Газета "Своими Именами" №18 от 01.05.2012
Шрифт:
“При подавлении восстания пяти волостей приложить все усилия и принять все меры в целях изъятия из рук держателей всех дочиста излишков хлеба, осуществляя это одновременно с подавлением восстания. Для этого по каждой волости назначайте (не берите, а назначайте) поименно заложников из кулаков, богатеев и мироедов, на коих возлагайте обязанность собрать и свезти на указанные станции или ссыпные пункты и сдать властям все дочиста излишки хлеба в волости.
Заложники отвечают жизнью за точное, в кратчайший срок, исполнение наложенной контрибуции. Общее количество излишков по волости определяется предгубисполкомом и губпродкомиссаром на основании данных об урожае 1918 и об остатках хлебов от урожаев прошлых лет. Мера эта должна быть проведена решительно,
Осуществление меры сопроводить обращением к населению листком, в котором разъяснить значение её и указать, что ответственность заложников налагается на кулаков, мироедов, богатеев, исконных врагов бедноты. О получении сего телеграфируйте и регулярно сообщайте о ходе операции не реже чем через день.
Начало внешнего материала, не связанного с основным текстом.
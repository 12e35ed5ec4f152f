use std::any::Any;

use axum::extract::DefaultBodyLimit;
use axum::http::StatusCode;
use axum::response::{IntoResponse, Response};
use axum::routing::{get, post};
use axum::{Json, Router};
use serde_json::json;
use tower_http::catch_panic::CatchPanicLayer;
use tower_http::trace::TraceLayer;

use super::handlers;
use super::openapi;
use super::AppState;

pub fn create_router(state: AppState) -> Router {
    let max_body_bytes = state.config.server.max_body_bytes;

    Router::new()
        .route("/analyze", post(handlers::analyze))
        .route("/health", get(handlers::health_check))
        .route("/openapi.json", get(openapi::openapi_json))
        .layer(DefaultBodyLimit::max(max_body_bytes))
        .layer(CatchPanicLayer::custom(handle_panic))
        .layer(TraceLayer::new_for_http())
        .with_state(state)
}

fn handle_panic(err: Box<dyn Any + Send + 'static>) -> Response {
    let description = if let Some(s) = err.downcast_ref::<String>() {
        s.clone()
    } else if let Some(s) = err.downcast_ref::<&str>() {
        s.to_string()
    } else {
        "Unknown panic".to_string()
    };

    tracing::error!(panic = %description, "Handler panicked");
    (
        StatusCode::INTERNAL_SERVER_ERROR,
        Json(json!({ "error": description })),
    )
        .into_response()
}

#[cfg(test)]
mod tests {
    use super::*;

    #[tokio::test]
    async fn test_panic_becomes_json_500() {
        let response = handle_panic(Box::new("index out of bounds"));
        assert_eq!(response.status(), StatusCode::INTERNAL_SERVER_ERROR);

        let bytes = axum::body::to_bytes(response.into_body(), usize::MAX)
            .await
            .unwrap();
        let body: serde_json::Value = serde_json::from_slice(&bytes).unwrap();
        assert_eq!(body, json!({ "error": "index out of bounds" }));
    }

    #[test]
    fn test_non_string_panic_payload_is_still_500() {
        let response = handle_panic(Box::new(42_u32));
        assert_eq!(response.status(), StatusCode::INTERNAL_SERVER_ERROR);
    }
}
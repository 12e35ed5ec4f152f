use axum::extract::State;
use axum::Json;
use tracing::info;

use crate::api::dto::{AnalyzeRequest, AnalyzeResponse, ErrorResponse};
use crate::api::extractors::AppJson;
use crate::api::AppState;
use crate::error::Result;

/// `POST /analyze`
///
/// Runs OCR on the image and publishes the outcome to the result queue. The
/// response only reports whether the result was delivered; the recognized
/// text travels on the queue.
#[utoipa::path(
    post,
    path = "/analyze",
    tag = "analysis",
    request_body = AnalyzeRequest,
    responses(
        (status = 200, description = "Result published", body = AnalyzeResponse),
        (status = 400, description = "Required fields missing", body = ErrorResponse),
        (status = 413, description = "Request body too large", body = ErrorResponse),
        (status = 500, description = "Malformed body or result could not be published", body = ErrorResponse),
    )
)]
pub async fn analyze(
    State(state): State<AppState>,
    AppJson(req): AppJson<AnalyzeRequest>,
) -> Result<Json<AnalyzeResponse>> {
    info!(
        note_image_id = ?req.note_image_id,
        file_name = ?req.file_name,
        base64_len = req.image_base64.as_ref().map(String::len),
        "Received analysis request"
    );

    let req = req.validate()?;

    let result = state
        .bridge
        .analyze(&req.image_base64, req.file_name.as_deref(), &req.note_image_id)
        .await;

    state.publisher.publish(&result).await?;

    Ok(Json(AnalyzeResponse::success()))
}
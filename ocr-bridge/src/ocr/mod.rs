//! OCR (Optical Character Recognition) Module
//!
//! Sends note images to an external OCR provider and reduces its response to a
//! single [`AnalysisResult`](crate::models::AnalysisResult).
//!
//! # Architecture
//!
//! - `format` sniffs the image type from the first decoded bytes of the base64 payload
//! - `api` owns the provider wire format and the HTTP client
//! - `bridge` drives one analysis and turns every failure into an error-shaped result
//!
//! # Configuration
//!
//! Controlled via `OcrConfig` (see `config.rs`):
//! - `api_url`: provider endpoint (`NAVER_OCR_API_URL`)
//! - `secret_key`: sent as `X-OCR-SECRET` (`NAVER_OCR_SECRET_KEY`)
//! - `timeout_secs`: bound on each provider call
//!
//! # Usage
//!
//! ```rust,ignore
//! let bridge = OcrBridge::new(&config.ocr);
//! let result = bridge.analyze(&image_base64, Some("page.jpg"), &note_image_id).await;
//! ```

pub mod api;
mod bridge;
mod format;

pub use bridge::{no_text_message, OcrBridge, DEFAULT_IMAGE_NAME};
pub use format::{detect_image_format, guess_format, FormatGuess, DEFAULT_FORMAT};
Предсовнаркома В. Ульянов (Ленин)
Наркомпрод А. Цюрупа
Наркомвоен Э. Склянский”.
Так как руководящие пензенские товарищи были против решительных мер в борьбе с кулачеством, но не возражали по существу полученных директив, а создавали всяческие препятствия и затруднения в проведении их, то мне пришлось ответить Владимиру Ильичу коротко: “Будет исполнено”. И в ответ получила следующую телеграмму от 12 августа:
“Получил Вашу телеграмму. Крайне удивлён отсутствием сообщений о ходе и исходе подавления кулацкого восстания пяти волостей. Не хочу думать, чтобы Вы проявили промедление или слабость при подавлении и при образцовой конфискации всего имущества и особенно хлеба у восстававших кулаков.
Предсовнаркома Ленин”.
Тут уж мне пришлось сообщить Владимиру Ильичу, в чем встречаются затруднения.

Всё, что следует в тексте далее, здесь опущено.